Somehow I knew lunacy would creep in.  When I saw the title of the thread, I thought it would be a tongue twister or a review of an "I Love Lucy" episode.  It could happen!

Seriously, though, the Shedd's Spread people have put out a soft spreadable butter that's quite good.  Perhaps your recipe would be a good, less expensive, substitute.


----------



## SNPiccolo5 (Dec 2, 2006)

How spreadable is this right out of the fridge?  I'll definitely try this when I get home college for winter break!  Kitchen aid mixer will make it super easy, too.

-Tim


----------



## AllenOK (Dec 2, 2006)

You always want to let it come up to room temperature before you try to spread it.  Now, the version with all the olive oil in it, I don't know.


----------



## Chopstix (Dec 2, 2006)

marajo said:
			
		

> You bet your bippy it's better for Betty's batter!


 
But I bet my booty my batter's better than betty's batter with the 'better' butter!


----------



## Half Baked (Dec 2, 2006)

marajo said:
			
		

> 1 lb butter (real stuff) softened
> 2 cups light olive oil
> Whip the butter and add the olive oil. When the consistency of cake batter pour into container w/ lid. Refrigerate over night.
> Laurels Kitchen cookbook version is a tiny bit different.
> I am going to do this after years of not getting around to it!!


 
Please let us know how this turns out. My dr would love for me to make the recipe.  How is Laurel's different?


----------



## Buck (Dec 2, 2006)

Chopstix said:
			
		

> But I bet my booty my batter's better than betty's batter with the 'better' butter!

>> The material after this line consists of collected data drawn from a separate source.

//! Dashboard - wiring and lifecycle for the polled views
//!
//! Builds the shared pieces once (API client, coalescing cache, view store,
//! event bus) and mounts views on demand. Each mount returns a
//! [`PollerHandle`]; dropping or stopping it unmounts the view while its
//! last snapshot stays in the store for the next mount.

use std::sync::Arc;
use std::time::Duration;

use tracing::{debug, info, warn};

use crate::api::types::{ContainerAction, ServiceLink};
use crate::api::{paths, ApiClient, ApiError, Fetch};
use crate::bus::{BusEvent, SharedBus};
use crate::config::{Config, ViewConfig, ViewsConfig};
use crate::settings::{SettingsSync, UserAdmin};
use crate::sync::coalesce::{CoalescingCache, SharedCoalescingCache};
use crate::sync::history::{History, MetricSample};
use crate::sync::poller::{Poller, PollerHandle, ViewSource};
use crate::sync::store::{SharedViewStore, ViewStore};
use crate::views::{
    ContainersSnapshot, ContainersView, ModemSnapshot, ModemView, OverviewSnapshot, OverviewView,
    SystemSnapshot, SystemView, OVERVIEW_VIEW,
};

/// Wait before refreshing containers after a lifecycle action, giving the
/// daemon time to settle
pub const ACTION_REFRESH_DELAY: Duration = Duration::from_secs(1);

pub struct Dashboard {
    client: ApiClient,
    fetcher: Arc<dyn Fetch>,
    cache: SharedCoalescingCache,
    store: SharedViewStore,
    bus: SharedBus,
    views: ViewsConfig,
    history_capacity: usize,
    page_host: String,
    settings: Arc<SettingsSync>,
    users: Arc<UserAdmin>,
}

impl Dashboard {
    pub fn new(config: &Config, bus: SharedBus) -> Result<Self, ApiError> {
        Self::with_store(
            config,
            bus,
            Arc::new(CoalescingCache::new()),
            Arc::new(ViewStore::new()),
        )
    }

    /// Build around an existing cache and store (tests, or several dashboards
    /// sharing one session)
    pub fn with_store(
        config: &Config,
        bus: SharedBus,
        cache: SharedCoalescingCache,
        store: SharedViewStore,
    ) -> Result<Self, ApiError> {
        let client = ApiClient::new(
            config.api_url.clone(),
            config.token.clone(),
            config.request_timeout(),
        )?;

        Ok(Self {
            fetcher: Arc::new(client.clone()),
            settings: Arc::new(SettingsSync::new(client.clone(), bus.clone())),
            users: Arc::new(UserAdmin::new(client.clone(), bus.clone())),
            client,
            cache,
            store,
            bus,
            views: config.views.clone(),
            history_capacity: config.history_capacity,
            page_host: config.page_host(),
        })
    }

    pub fn bus(&self) -> &SharedBus {
        &self.bus
    }

    pub fn store(&self) -> &SharedViewStore {
        &self.store
    }

    pub fn settings(&self) -> &Arc<SettingsSync> {
        &self.settings
    }

    pub fn users(&self) -> &Arc<UserAdmin> {
        &self.users
    }

    pub fn page_host(&self) -> &str {
        &self.page_host
    }

    /// Quick links for the dashboard, pointed at this page's host
    pub fn dashboard_links(&self) -> Vec<ServiceLink> {
        self.settings.dashboard_links(&self.page_host)
    }

    fn mount<V: ViewSource>(&self, view: V, config: &ViewConfig) -> PollerHandle<V::Snapshot> {
        Poller::new(
            view,
            Arc::clone(&self.fetcher),
            Arc::clone(&self.cache),
            Arc::clone(&self.store),
            Arc::clone(&self.bus),
            config.poller_config(),
        )
        .start()
    }

    // =========================================================================
    // Views
    // =========================================================================

    /// Mount the overview. The first mount of a session seeds the chart from
    /// the server-kept history; later mounts continue from the stored
    /// snapshot. Runs at the settings refresh rate once settings are loaded.
    pub async fn mount_overview(&self) -> PollerHandle<OverviewSnapshot> {
        let view = if self.store.contains(OVERVIEW_VIEW) {
            OverviewView::new(self.history_capacity)
        } else {
            OverviewView::with_seed(self.fetch_history().await)
        };
        let handle = self.mount(view, &self.views.overview);
        self.apply_refresh_rate(&handle);
        handle
    }

    /// Move a mounted overview to the refresh rate in the loaded settings,
    /// e.g. after they were saved. Returns the period in effect.
    pub fn apply_refresh_rate(&self, overview: &PollerHandle<OverviewSnapshot>) -> Duration {
        match self.settings.refresh_interval() {
            Some(rate) => overview.set_refresh_interval(rate),
            None => overview.refresh_interval(),
        }
    }

    async fn fetch_history(&self) -> History {
        match self
            .client
            .get_json::<Vec<MetricSample>>(paths::METRICS_HISTORY)
            .await
        {
            Ok(samples) => {
                debug!(samples = samples.len(), "Seeding history from backend");
                History::seeded(self.history_capacity, samples)
            }
            Err(e) => {
                debug!("No server history, starting empty: {}", e);
                History::new(self.history_capacity)
            }
        }
    }

    pub fn mount_system(&self) -> PollerHandle<SystemSnapshot> {
        self.mount(SystemView, &self.views.system)
    }

    pub fn mount_containers(&self) -> PollerHandle<ContainersSnapshot> {
        self.mount(ContainersView, &self.views.containers)
    }

    pub fn mount_modem(&self) -> PollerHandle<ModemSnapshot> {
        self.mount(ModemView, &self.views.modem)
    }

    // =========================================================================
    // Actions that change polled state
    // =========================================================================

    /// Start, stop or restart a container, then refresh the containers view
    /// once the daemon has had a moment to apply it
    pub async fn container_action(
        &self,
        containers: &PollerHandle<ContainersSnapshot>,
        container_id: &str,
        action: ContainerAction,
    ) -> Result<(), ApiError> {
        match self.client.container_action(container_id, action).await {
            Ok(ack) => {
                info!(container_id, action = action.as_str(), "Container action accepted");
                if !ack.message.is_empty() {
                    debug!("Backend: {}", ack.message);
                }
                self.bus.publish(BusEvent::success(format!(
                    "Container {} successfully",
                    action.past_tense()
                )));

                let refresher = containers.refresher();
                tokio::spawn(async move {
                    tokio::time::sleep(ACTION_REFRESH_DELAY).await;
                    refresher.refresh_now();
                });
                Ok(())
            }
            Err(e) => {
                warn!(container_id, action = action.as_str(), "Container action failed: {}", e);
                self.bus.publish(BusEvent::error(format!(
                    "Failed to {} container",
                    action.as_str()
                )));
                Err(e)
            }
        }
    }

    /// Delete an SMS from the modem inbox and refresh right away
    pub async fn delete_sms(
        &self,
        modem: &PollerHandle<ModemSnapshot>,
        index: &str,
    ) -> Result<(), ApiError> {
        match self.client.delete_sms(index).await {
            Ok(()) => {
                info!(index, "SMS deleted");
                self.bus.publish(BusEvent::success("SMS deleted successfully"));
                modem.refresh_now();
                Ok(())
            }
            Err(e) => {
                warn!(index, "SMS delete failed: {}", e);
                self.bus.publish(BusEvent::error("Failed to delete SMS"));
                Err(e)
            }
        }
    }
}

If your bloomin' batter's bunches better, you better barter it before it blows bunches of blokes balmy!

*B*uck


----------



## Half Baked (Dec 2, 2006)

Blimey!


----------



## Chief Longwind Of The North (Dec 3, 2006)

Buck said:
			
		

> If your bloomin' batter's bunches better, you better barter it before it blows bunches of blokes balmy!
> 
> *B*uck



All I want to know is "Who's on First!"  And if Who's on first, is he also first with betty's better butter batter; or would he prefer Chopstix' booty bettin' better butter batter.  And what's the batter got to do with it anyways?  If he's so much better, will he bat better and hit who home?

I'll go home now and cease helping hijack the thread.

Seeeeeya; Goodweed of the North


----------